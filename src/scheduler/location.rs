use super::{eligibility, rotation, util, SkipReason, UsedStaff};
use crate::config::{LocationSpec, PlanSlot};
use crate::model::{
    AssignmentId, AssignmentStatus, ScheduleAssignment, Shift, StaffId, StaffMember, TimeWindow,
};
use chrono::NaiveDate;
use std::collections::HashSet;
use tracing::debug;

/// Un poste à pourvoir pour une date et une garde.
#[derive(Debug, Clone, Copy)]
pub struct LocationRequest<'a> {
    pub date: NaiveDate,
    pub shift: Shift,
    pub slot: &'a PlanSlot,
    pub spec: &'a LocationSpec,
    /// Plage effective du poste (celle du parloir prime sur la garde).
    pub window: TimeWindow,
}

/// Filtre, sélectionne et construit l'affectation d'un poste.
///
/// `available` a déjà traversé l'exclusion des conflits. En cas de succès,
/// les agents retenus sont ajoutés à `used`.
pub fn schedule_location(
    req: &LocationRequest<'_>,
    available: &[StaffMember],
    used: &mut UsedStaff,
    previous_day: &HashSet<StaffId>,
) -> Result<ScheduleAssignment, SkipReason> {
    let location = req.slot.location.as_str();
    let unused = util::without(available, used);

    let mut pool = eligibility::filter(&unused, req.spec);
    if pool.is_empty() {
        if req.spec.strict {
            return Err(SkipReason::NoEligibleStaff);
        }
        pool = unused;
    }

    let team = rotation::select(
        &pool,
        req.slot.required,
        req.date,
        location,
        used,
        previous_day,
    );
    if team.is_empty() {
        return Err(SkipReason::NoAvailableStaff);
    }

    debug!(
        location,
        shift = %req.shift,
        date = %req.date,
        team = team.len(),
        required = req.slot.required,
        "location staffed"
    );

    let assigned: Vec<StaffId> = team.into_iter().map(|s| s.id).collect();
    used.extend(assigned.iter().cloned());
    Ok(build_assignment(req, assigned))
}

fn build_assignment(req: &LocationRequest<'_>, assigned: Vec<StaffId>) -> ScheduleAssignment {
    let (start, end) = req.window.resolve(req.date);
    let mut title = req.slot.location.clone();
    for extra in &req.slot.also_covers {
        title.push_str(" & ");
        title.push_str(extra);
    }
    title.push_str(&format!(" ({} shift)", req.shift));

    ScheduleAssignment {
        id: AssignmentId::random(),
        location: req.slot.location.clone(),
        also_covers: req.slot.also_covers.clone(),
        shift: req.shift,
        date: req.date,
        start,
        end,
        assigned,
        title,
        kind: req.spec.kind,
        priority: req.spec.priority,
        status: AssignmentStatus::Scheduled,
        is_auto_scheduled: true,
    }
}

#[cfg(test)]
mod tests {
    use super::*;
    use crate::config::ScheduleConfig;

    fn date() -> NaiveDate {
        NaiveDate::from_ymd_opt(2025, 7, 1).unwrap()
    }

    fn member(id: &str, dept: &str) -> StaffMember {
        let mut s = StaffMember::new(id, format!("{id}@example.org")).with_department(dept);
        s.id = StaffId::new(id);
        s
    }

    fn run(
        config: &ScheduleConfig,
        slot: &PlanSlot,
        shift: Shift,
        available: &[StaffMember],
        used: &mut UsedStaff,
    ) -> Result<ScheduleAssignment, SkipReason> {
        let spec = config.spec_for(&slot.location);
        let req = LocationRequest {
            date: date(),
            shift,
            slot,
            spec: &spec,
            window: config.window_for(&spec, shift),
        };
        schedule_location(&req, available, used, &HashSet::new())
    }

    #[test]
    fn strict_location_is_skipped_without_qualified_staff() {
        let config = ScheduleConfig::default();
        let pool = vec![member("a", "Security")];
        let mut used = UsedStaff::new();
        let res = run(&config, &PlanSlot::single("Medical Room"), Shift::Day, &pool, &mut used);
        assert_eq!(res.unwrap_err(), SkipReason::NoEligibleStaff);
        assert!(used.is_empty());
    }

    #[test]
    fn non_strict_location_falls_back_to_any_staff() {
        let config = ScheduleConfig::default();
        let pool = vec![member("a", "Kitchen")];
        let mut used = UsedStaff::new();
        let a = run(&config, &PlanSlot::single("Admin Office"), Shift::Day, &pool, &mut used)
            .unwrap();
        assert_eq!(a.assigned, vec![StaffId::new("a")]);
        assert!(used.contains(&StaffId::new("a")));
    }

    #[test]
    fn exhausted_pool_reports_no_available_staff() {
        let config = ScheduleConfig::default();
        let pool = vec![member("a", "Security")];
        let mut used: UsedStaff = [StaffId::new("a")].into_iter().collect();
        let res = run(&config, &PlanSlot::single("Kitchen"), Shift::Day, &pool, &mut used);
        assert_eq!(res.unwrap_err(), SkipReason::NoAvailableStaff);
    }

    #[test]
    fn visitor_area_uses_visiting_window() {
        let config = ScheduleConfig::default();
        let pool = vec![member("a", "Security")];
        let mut used = UsedStaff::new();
        let a = run(&config, &PlanSlot::single("Visitor Area"), Shift::Night, &pool, &mut used)
            .unwrap();
        assert_eq!(a.duration_minutes(), 8 * 60);
        assert_eq!(a.shift, Shift::Night);
        assert!(a.is_auto_scheduled);
    }

    #[test]
    fn block_pair_builds_one_record_for_both_locations() {
        let config = ScheduleConfig::default();
        let pool = vec![
            member("a", "Security"),
            member("b", "Rehabilitation"),
            member("c", "Security"),
        ];
        let slot = PlanSlot::team("Block A - Cells", 2).covering("Block A - Dining Room");
        let mut used = UsedStaff::new();
        let a = run(&config, &slot, Shift::Day, &pool, &mut used).unwrap();
        assert_eq!(a.assigned.len(), 2);
        assert_eq!(a.also_covers, vec!["Block A - Dining Room".to_string()]);
        assert!(a.title.contains("Dining Room"));
        assert_eq!(used.len(), 2);
    }
}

____________________

[Your assignment]:
An exact copy of the listing above is all the answer should hold.

[Output for this exercise]:
filename src/scheduler/location.rs
use super::{eligibility, rotation, util, SkipReason, UsedStaff};
use crate::config::{LocationSpec, PlanSlot};
use crate::model::{
    AssignmentId, AssignmentStatus, ScheduleAssignment, Shift, StaffId, StaffMember, TimeWindow,
};
use chrono::NaiveDate;
use std::collections::HashSet;
use tracing::debug;

/// Un poste à pourvoir pour une date et une garde.
#[derive(Debug, Clone, Copy)]
pub struct LocationRequest<'a> {
    pub date: NaiveDate,
    pub shift: Shift,
    pub slot: &'a PlanSlot,
    pub spec: &'a LocationSpec,
    /// Plage effective du poste (celle du parloir prime sur la garde).
    pub window: TimeWindow,
}

/// Filtre, sélectionne et construit l'affectation d'un poste.
///
/// `available` a déjà traversé l'exclusion des conflits. En cas de succès,
/// les agents retenus sont ajoutés à `used`.
pub fn schedule_location(
    req: &LocationRequest<'_>,
    available: &[StaffMember],
    used: &mut UsedStaff,
    previous_day: &HashSet<StaffId>,
) -> Result<ScheduleAssignment, SkipReason> {
    let location = req.slot.location.as_str();
    let unused = util::without(available, used);

    let mut pool = eligibility::filter(&unused, req.spec);
    if pool.is_empty() {
        if req.spec.strict {
            return Err(SkipReason::NoEligibleStaff);
        }
        pool = unused;
    }

    let team = rotation::select(
        &pool,
        req.slot.required,
        req.date,
        location,
        used,
        previous_day,
    );
    if team.is_empty() {
        return Err(SkipReason::NoAvailableStaff);
    }

    debug!(
        location,
        shift = %req.shift,
        date = %req.date,
        team = team.len(),
        required = req.slot.required,
        "location staffed"
    );

    let assigned: Vec<StaffId> = team.into_iter().map(|s| s.id).collect();
    used.extend(assigned.iter().cloned());
    Ok(build_assignment(req, assigned))
}

fn build_assignment(req: &LocationRequest<'_>, assigned: Vec<StaffId>) -> ScheduleAssignment {
    let (start, end) = req.window.resolve(req.date);
    let mut title = req.slot.location.clone();
    for extra in &req.slot.also_covers {
        title.push_str(" & ");
        title.push_str(extra);
    }
    title.push_str(&format!(" ({} shift)", req.shift));

    ScheduleAssignment {
        id: AssignmentId::random(),
        location: req.slot.location.clone(),
        also_covers: req.slot.also_covers.clone(),
        shift: req.shift,
        date: req.date,
        start,
        end,
        assigned,
        title,
        kind: req.spec.kind,
        priority: req.spec.priority,
        status: AssignmentStatus::Scheduled,
        is_auto_scheduled: true,
    }
}

#[cfg(test)]
mod tests {
    use super::*;
    use crate::config::ScheduleConfig;

    fn date() -> NaiveDate {
        NaiveDate::from_ymd_opt(2025, 7, 1).unwrap()
    }

    fn member(id: &str, dept: &str) -> StaffMember {
        let mut s = StaffMember::new(id, format!("{id}@example.org")).with_department(dept);
        s.id = StaffId::new(id);
        s
    }

    fn run(
        config: &ScheduleConfig,
        slot: &PlanSlot,
        shift: Shift,
        available: &[StaffMember],
        used: &mut UsedStaff,
    ) -> Result<ScheduleAssignment, SkipReason> {
        let spec = config.spec_for(&slot.location);
        let req = LocationRequest {
            date: date(),
            shift,
            slot,
            spec: &spec,
            window: config.window_for(&spec, shift),
        };
        schedule_location(&req, available, used, &HashSet::new())
    }

    #[test]
    fn strict_location_is_skipped_without_qualified_staff() {
        let config = ScheduleConfig::default();
        let pool = vec![member("a", "Security")];
        let mut used = UsedStaff::new();
        let res = run(&config, &PlanSlot::single("Medical Room"), Shift::Day, &pool, &mut used);
        assert_eq!(res.unwrap_err(), SkipReason::NoEligibleStaff);
        assert!(used.is_empty());
    }

    #[test]
    fn non_strict_location_falls_back_to_any_staff() {
        let config = ScheduleConfig::default();
        let pool = vec![member("a", "Kitchen")];
        let mut used = UsedStaff::new();
        let a = run(&config, &PlanSlot::single("Admin Office"), Shift::Day, &pool, &mut used)
            .unwrap();
        assert_eq!(a.assigned, vec![StaffId::new("a")]);
        assert!(used.contains(&StaffId::new("a")));
    }

    #[test]
    fn exhausted_pool_reports_no_available_staff() {
        let config = ScheduleConfig::default();
        let pool = vec![member("a", "Security")];
        let mut used: UsedStaff = [StaffId::new("a")].into_iter().collect();
        let res = run(&config, &PlanSlot::single("Kitchen"), Shift::Day, &pool, &mut used);
        assert_eq!(res.unwrap_err(), SkipReason::NoAvailableStaff);
    }

    #[test]
    fn visitor_area_uses_visiting_window() {
        let config = ScheduleConfig::default();
        let pool = vec![member("a", "Security")];
        let mut used = UsedStaff::new();
        let a = run(&config, &PlanSlot::single("Visitor Area"), Shift::Night, &pool, &mut used)
            .unwrap();
        assert_eq!(a.duration_minutes(), 8 * 60);
        assert_eq!(a.shift, Shift::Night);
        assert!(a.is_auto_scheduled);
    }

    #[test]
    fn block_pair_builds_one_record_for_both_locations() {
        let config = ScheduleConfig::default();
        let pool = vec![
            member("a", "Security"),
            member("b", "Rehabilitation"),
            member("c", "Security"),
        ];
        let slot = PlanSlot::team("Block A - Cells", 2).covering("Block A - Dining Room");
        let mut used = UsedStaff::new();
        let a = run(&config, &slot, Shift::Day, &pool, &mut used).unwrap();
        assert_eq!(a.assigned.len(), 2);
        assert_eq!(a.also_covers, vec!["Block A - Dining Room".to_string()]);
        assert!(a.title.contains("Dining Room"));
        assert_eq!(used.len(), 2);
    }
}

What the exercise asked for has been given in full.